Number of lines with the string "prompts" in the entries below: report it, and nothing besides.

━━ PROVIDED DATA

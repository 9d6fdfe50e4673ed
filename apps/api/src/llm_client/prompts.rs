// Shared prompt constants and prompt-building utilities.
// Each service that needs LLM calls defines its own prompts.rs alongside it.
// This file contains cross-cutting prompt fragments.

/// System prompt that enforces JSON-only output.
pub const JSON_ONLY_SYSTEM: &str = "You are a JSON extraction engine. \
    You MUST respond with valid JSON only. \
    Do NOT include any text outside the JSON object. \
    Do NOT use markdown code fences. \
    Do NOT include explanations or apologies.";

/// Instruction appended to every prompt that rewrites candidate material.
pub const TRUTHFULNESS_INSTRUCTION: &str = "\
    CRITICAL: Rephrase and reorder only what the candidate already claims. \
    Do NOT invent employers, titles, dates, degrees, certifications or skills. \
    If the job asks for something the resume does not support, leave it out.";

/// Language codes accepted for generated content.
pub const SUPPORTED_LANGUAGES: [&str; 4] = ["en", "es", "zh", "ja"];

/// Maps a language code to the name used inside prompts. Unknown codes fall back to English.
pub fn language_name(code: &str) -> &'static str {
    match code.trim().to_ascii_lowercase().as_str() {
        "es" => "Spanish",
        "zh" => "Chinese (Simplified)",
        "ja" => "Japanese",
        _ => "English",
    }
}

#[cfg(test)]
mod tests {
    use super::*;

    #[test]
    fn test_language_name_known_codes() {
        assert_eq!(language_name("es"), "Spanish");
        assert_eq!(language_name("ZH"), "Chinese (Simplified)");
        assert_eq!(language_name(" ja "), "Japanese");
    }

    #[test]
    fn test_language_name_falls_back_to_english() {
        assert_eq!(language_name("en"), "English");
        assert_eq!(language_name("xx"), "English");
        assert_eq!(language_name(""), "English");
    }
}
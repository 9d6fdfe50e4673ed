//! Axum route handlers for the Resume API.

use axum::{
    extract::{Path, State},
    http::StatusCode,
    Json,
};
use serde::{Deserialize, Serialize};
use uuid::Uuid;

use crate::errors::AppError;
use crate::models::improvement::ImprovementRow;
use crate::models::resume::{NewResume, ProcessingStatus, ResumeRow};
use crate::state::AppState;

#[derive(Debug, Deserialize)]
pub struct StatusRequest {
    pub status: ProcessingStatus,
}

#[derive(Debug, Serialize)]
pub struct ResumeDetailResponse {
    pub resume: ResumeRow,
    /// Present on tailored résumés that went through confirmation.
    pub improvement: Option<ImprovementRow>,
}

/// POST /api/v1/resumes
///
/// Stores a résumé and decides whether it becomes the master.
pub async fn handle_create_resume(
    State(state): State<AppState>,
    Json(request): Json<NewResume>,
) -> Result<(StatusCode, Json<ResumeRow>), AppError> {
    if request.content.trim().is_empty() {
        return Err(AppError::Validation("content cannot be empty".to_string()));
    }

    let row = state.registry.create_with_master_assignment(request).await?;
    Ok((StatusCode::CREATED, Json(row)))
}

/// GET /api/v1/resumes
pub async fn handle_list_resumes(
    State(state): State<AppState>,
) -> Result<Json<Vec<ResumeRow>>, AppError> {
    Ok(Json(state.store.list_resumes().await?))
}

/// GET /api/v1/resumes/master
pub async fn handle_get_master(
    State(state): State<AppState>,
) -> Result<Json<ResumeRow>, AppError> {
    state
        .registry
        .current_master()
        .await?
        .map(Json)
        .ok_or_else(|| AppError::NotFound("No master resume".to_string()))
}

/// GET /api/v1/resumes/:id
pub async fn handle_get_resume(
    State(state): State<AppState>,
    Path(resume_id): Path<Uuid>,
) -> Result<Json<ResumeDetailResponse>, AppError> {
    let resume = state
        .store
        .get_resume(resume_id)
        .await?
        .ok_or_else(|| AppError::NotFound(format!("Resume {resume_id} not found")))?;

    let improvement = match resume.parent_id {
        Some(_) => state.store.get_improvement_by_tailored_resume(resume_id).await?,
        None => None,
    };

    Ok(Json(ResumeDetailResponse {
        resume,
        improvement,
    }))
}

/// DELETE /api/v1/resumes/:id
///
/// Cascades to tailored children, their improvement records and referencing jobs.
pub async fn handle_delete_resume(
    State(state): State<AppState>,
    Path(resume_id): Path<Uuid>,
) -> Result<StatusCode, AppError> {
    if state.store.delete_resume(resume_id).await? {
        Ok(StatusCode::NO_CONTENT)
    } else {
        Err(AppError::NotFound(format!("Resume {resume_id} not found")))
    }
}

/// POST /api/v1/resumes/:id/master
pub async fn handle_set_master(
    State(state): State<AppState>,
    Path(resume_id): Path<Uuid>,
) -> Result<Json<ResumeRow>, AppError> {
    Ok(Json(state.registry.set_master(resume_id).await?))
}

/// PATCH /api/v1/resumes/:id/status
///
/// Called by the processing pipeline as it moves a résumé through its lifecycle.
pub async fn handle_update_status(
    State(state): State<AppState>,
    Path(resume_id): Path<Uuid>,
    Json(request): Json<StatusRequest>,
) -> Result<Json<ResumeRow>, AppError> {
    Ok(Json(
        state
            .registry
            .transition_status(resume_id, request.status)
            .await?,
    ))
}
pub mod handlers;
pub mod registry;
//! Structured résumé document, as produced by parsing and by the improver.
//!
//! Deserialization is deliberately forgiving: model output routinely contains nulls,
//! numbers where strings belong, or plain strings where objects belong. Non-conforming
//! list items are dropped (with a warning) instead of failing the whole document, so
//! everything downstream can work with a well-typed value.

use std::collections::{BTreeMap, BTreeSet};

use serde::{Deserialize, Serialize};
use serde_json::Value;

#[derive(Debug, Clone, Default, PartialEq, Serialize, Deserialize)]
#[serde(rename_all = "camelCase", default)]
pub struct ResumeDocument {
    #[serde(deserialize_with = "lenient::object")]
    pub personal_info: PersonalInfo,
    #[serde(deserialize_with = "lenient::string")]
    pub summary: String,
    #[serde(deserialize_with = "lenient::objects")]
    pub work_experience: Vec<WorkExperience>,
    #[serde(deserialize_with = "lenient::objects")]
    pub education: Vec<Education>,
    #[serde(deserialize_with = "lenient::object")]
    pub additional: Additional,
    #[serde(deserialize_with = "lenient::sections")]
    pub custom_sections: BTreeMap<String, CustomSection>,
}

#[derive(Debug, Clone, Default, PartialEq, Serialize, Deserialize)]
#[serde(rename_all = "camelCase", default)]
pub struct PersonalInfo {
    #[serde(deserialize_with = "lenient::opt_string")]
    pub name: Option<String>,
    #[serde(deserialize_with = "lenient::opt_string")]
    pub title: Option<String>,
    #[serde(deserialize_with = "lenient::opt_string")]
    pub email: Option<String>,
    #[serde(deserialize_with = "lenient::opt_string")]
    pub phone: Option<String>,
    #[serde(deserialize_with = "lenient::opt_string")]
    pub location: Option<String>,
    #[serde(deserialize_with = "lenient::opt_string")]
    pub website: Option<String>,
    #[serde(deserialize_with = "lenient::opt_string")]
    pub linkedin: Option<String>,
    #[serde(deserialize_with = "lenient::opt_string")]
    pub github: Option<String>,
}

impl PersonalInfo {
    pub fn is_empty(&self) -> bool {
        [
            &self.name,
            &self.title,
            &self.email,
            &self.phone,
            &self.location,
            &self.website,
            &self.linkedin,
            &self.github,
        ]
        .iter()
        .all(|field| field.as_deref().map_or(true, |s| s.trim().is_empty()))
    }
}

#[derive(Debug, Clone, Default, PartialEq, Serialize, Deserialize)]
#[serde(rename_all = "camelCase", default)]
pub struct WorkExperience {
    #[serde(deserialize_with = "lenient::opt_id")]
    pub id: Option<i64>,
    #[serde(deserialize_with = "lenient::string")]
    pub title: String,
    #[serde(deserialize_with = "lenient::string")]
    pub company: String,
    #[serde(deserialize_with = "lenient::opt_string")]
    pub location: Option<String>,
    #[serde(deserialize_with = "lenient::string")]
    pub years: String,
    #[serde(deserialize_with = "lenient::strings")]
    pub description: Vec<String>,
}

#[derive(Debug, Clone, Default, PartialEq, Serialize, Deserialize)]
#[serde(rename_all = "camelCase", default)]
pub struct Education {
    #[serde(deserialize_with = "lenient::opt_id")]
    pub id: Option<i64>,
    #[serde(deserialize_with = "lenient::string")]
    pub institution: String,
    #[serde(deserialize_with = "lenient::string")]
    pub degree: String,
    #[serde(deserialize_with = "lenient::string")]
    pub years: String,
    #[serde(deserialize_with = "lenient::opt_string")]
    pub description: Option<String>,
}

/// Set-like string lists. Order and duplicates carry no meaning.
#[derive(Debug, Clone, Default, PartialEq, Serialize, Deserialize)]
#[serde(rename_all = "camelCase", default)]
pub struct Additional {
    #[serde(deserialize_with = "lenient::strings")]
    pub technical_skills: Vec<String>,
    #[serde(deserialize_with = "lenient::strings")]
    pub languages: Vec<String>,
    #[serde(deserialize_with = "lenient::strings")]
    pub certifications_training: Vec<String>,
    #[serde(deserialize_with = "lenient::strings")]
    pub awards: Vec<String>,
}

#[derive(Debug, Clone, Default, PartialEq, Serialize, Deserialize)]
#[serde(rename_all = "camelCase", default)]
pub struct CustomSection {
    #[serde(deserialize_with = "lenient::opt_string")]
    pub section_type: Option<String>,
    #[serde(deserialize_with = "lenient::custom_items")]
    pub items: Vec<CustomItem>,
}

/// One custom-section item. `id` is unique within its section.
#[derive(Debug, Clone, Default, PartialEq, Serialize, Deserialize)]
#[serde(rename_all = "camelCase")]
pub struct CustomItem {
    pub id: i64,
    pub title: String,
    #[serde(default, skip_serializing_if = "Option::is_none")]
    pub subtitle: Option<String>,
    #[serde(default, skip_serializing_if = "Option::is_none")]
    pub years: Option<String>,
    #[serde(default, skip_serializing_if = "Vec::is_empty")]
    pub description: Vec<String>,
}

impl ResumeDocument {
    /// Builds a document from untyped JSON, coercing or dropping malformed parts.
    pub fn from_value(value: Value) -> Result<Self, serde_json::Error> {
        serde_json::from_value(value)
    }
}

/// Item shape before ids are made unique.
#[derive(Debug, Default, Deserialize)]
#[serde(default)]
struct RawCustomItem {
    #[serde(deserialize_with = "lenient::opt_id")]
    id: Option<i64>,
    #[serde(deserialize_with = "lenient::string")]
    title: String,
    #[serde(deserialize_with = "lenient::opt_string")]
    subtitle: Option<String>,
    #[serde(deserialize_with = "lenient::opt_string")]
    years: Option<String>,
    #[serde(deserialize_with = "lenient::strings")]
    description: Vec<String>,
}

/// Normalizes raw custom-section items: strings become `{title}`, mappings keep their
/// fields, anything else is dropped. Missing or colliding ids get the smallest unused
/// positive integer in the section.
pub fn normalize_custom_items(raw: Vec<Value>) -> Vec<CustomItem> {
    let mut parsed: Vec<RawCustomItem> = Vec::with_capacity(raw.len());
    for item in raw {
        match item {
            Value::String(title) => parsed.push(RawCustomItem {
                title,
                ..Default::default()
            }),
            Value::Object(_) => match serde_json::from_value::<RawCustomItem>(item) {
                Ok(item) => parsed.push(item),
                Err(e) => tracing::warn!("Dropping unreadable custom section item: {e}"),
            },
            other => tracing::warn!("Dropping non-object custom section item: {other}"),
        }
    }

    let mut used: BTreeSet<i64> = BTreeSet::new();
    let mut needs_id = Vec::with_capacity(parsed.len());
    for item in &parsed {
        let keep = item.id.filter(|id| *id > 0 && used.insert(*id));
        needs_id.push(keep.is_none());
    }

    let mut next = 1_i64;
    parsed
        .into_iter()
        .zip(needs_id)
        .map(|(item, missing)| {
            let id = if missing {
                while used.contains(&next) {
                    next += 1;
                }
                used.insert(next);
                next
            } else {
                item.id.unwrap_or_default()
            };
            CustomItem {
                id,
                title: item.title,
                subtitle: item.subtitle,
                years: item.years,
                description: item.description,
            }
        })
        .collect()
}

/// Forgiving field deserializers. None of these fail on a wrong JSON type.
pub(crate) mod lenient {
    use std::collections::BTreeMap;

    use serde::de::{DeserializeOwned, Error};
    use serde::{Deserialize, Deserializer};
    use serde_json::Value;
    use tracing::warn;

    use super::{normalize_custom_items, CustomItem, CustomSection};

    pub fn string<'de, D: Deserializer<'de>>(d: D) -> Result<String, D::Error> {
        Ok(match Value::deserialize(d)? {
            Value::String(s) => s,
            Value::Number(n) => n.to_string(),
            _ => String::new(),
        })
    }

    pub fn opt_string<'de, D: Deserializer<'de>>(d: D) -> Result<Option<String>, D::Error> {
        Ok(match Value::deserialize(d)? {
            Value::String(s) => Some(s),
            Value::Number(n) => Some(n.to_string()),
            _ => None,
        })
    }

    pub fn opt_id<'de, D: Deserializer<'de>>(d: D) -> Result<Option<i64>, D::Error> {
        Ok(match Value::deserialize(d)? {
            Value::Number(n) => n.as_i64(),
            Value::String(s) => s.trim().parse().ok(),
            _ => None,
        })
    }

    /// Non-negative count from an integer or numeric string; anything else is `None`.
    pub fn opt_count<'de, D: Deserializer<'de>>(d: D) -> Result<Option<u32>, D::Error> {
        Ok(match Value::deserialize(d)? {
            Value::Number(n) => n.as_u64().and_then(|n| u32::try_from(n).ok()),
            Value::String(s) => s.trim().parse().ok(),
            _ => None,
        })
    }

    pub fn strings<'de, D: Deserializer<'de>>(d: D) -> Result<Vec<String>, D::Error> {
        let items = match Value::deserialize(d)? {
            Value::Array(items) => items,
            _ => return Ok(Vec::new()),
        };
        let total = items.len();
        let kept: Vec<String> = items
            .into_iter()
            .filter_map(|item| match item {
                Value::String(s) => Some(s),
                _ => None,
            })
            .collect();
        if kept.len() < total {
            warn!("Skipped {} non-string list item(s)", total - kept.len());
        }
        Ok(kept)
    }

    pub fn object<'de, D, T>(d: D) -> Result<T, D::Error>
    where
        D: Deserializer<'de>,
        T: DeserializeOwned + Default,
    {
        match Value::deserialize(d)? {
            value @ Value::Object(_) => serde_json::from_value(value).map_err(D::Error::custom),
            _ => Ok(T::default()),
        }
    }

    pub fn objects<'de, D, T>(d: D) -> Result<Vec<T>, D::Error>
    where
        D: Deserializer<'de>,
        T: DeserializeOwned,
    {
        let items = match Value::deserialize(d)? {
            Value::Array(items) => items,
            _ => return Ok(Vec::new()),
        };
        Ok(items
            .into_iter()
            .filter_map(|item| {
                if !item.is_object() {
                    warn!("Skipped non-object list entry: {item}");
                    return None;
                }
                serde_json::from_value(item)
                    .map_err(|e| warn!("Skipped unreadable list entry: {e}"))
                    .ok()
            })
            .collect())
    }

    pub fn custom_items<'de, D: Deserializer<'de>>(d: D) -> Result<Vec<CustomItem>, D::Error> {
        Ok(match Value::deserialize(d)? {
            Value::Array(items) => normalize_custom_items(items),
            _ => Vec::new(),
        })
    }

    pub fn sections<'de, D: Deserializer<'de>>(
        d: D,
    ) -> Result<BTreeMap<String, CustomSection>, D::Error> {
        let map = match Value::deserialize(d)? {
            Value::Object(map) => map,
            _ => return Ok(BTreeMap::new()),
        };
        let mut sections = BTreeMap::new();
        for (name, section) in map {
            match section {
                // A bare list is read as the section's items.
                Value::Array(items) => {
                    sections.insert(
                        name,
                        CustomSection {
                            section_type: None,
                            items: normalize_custom_items(items),
                        },
                    );
                }
                value @ Value::Object(_) => {
                    let section = serde_json::from_value(value).map_err(D::Error::custom)?;
                    sections.insert(name, section);
                }
                other => warn!("Dropping custom section '{name}' with unexpected shape: {other}"),
            }
        }
        Ok(sections)
    }
}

━━━━

### THE COMPLETED TASK
3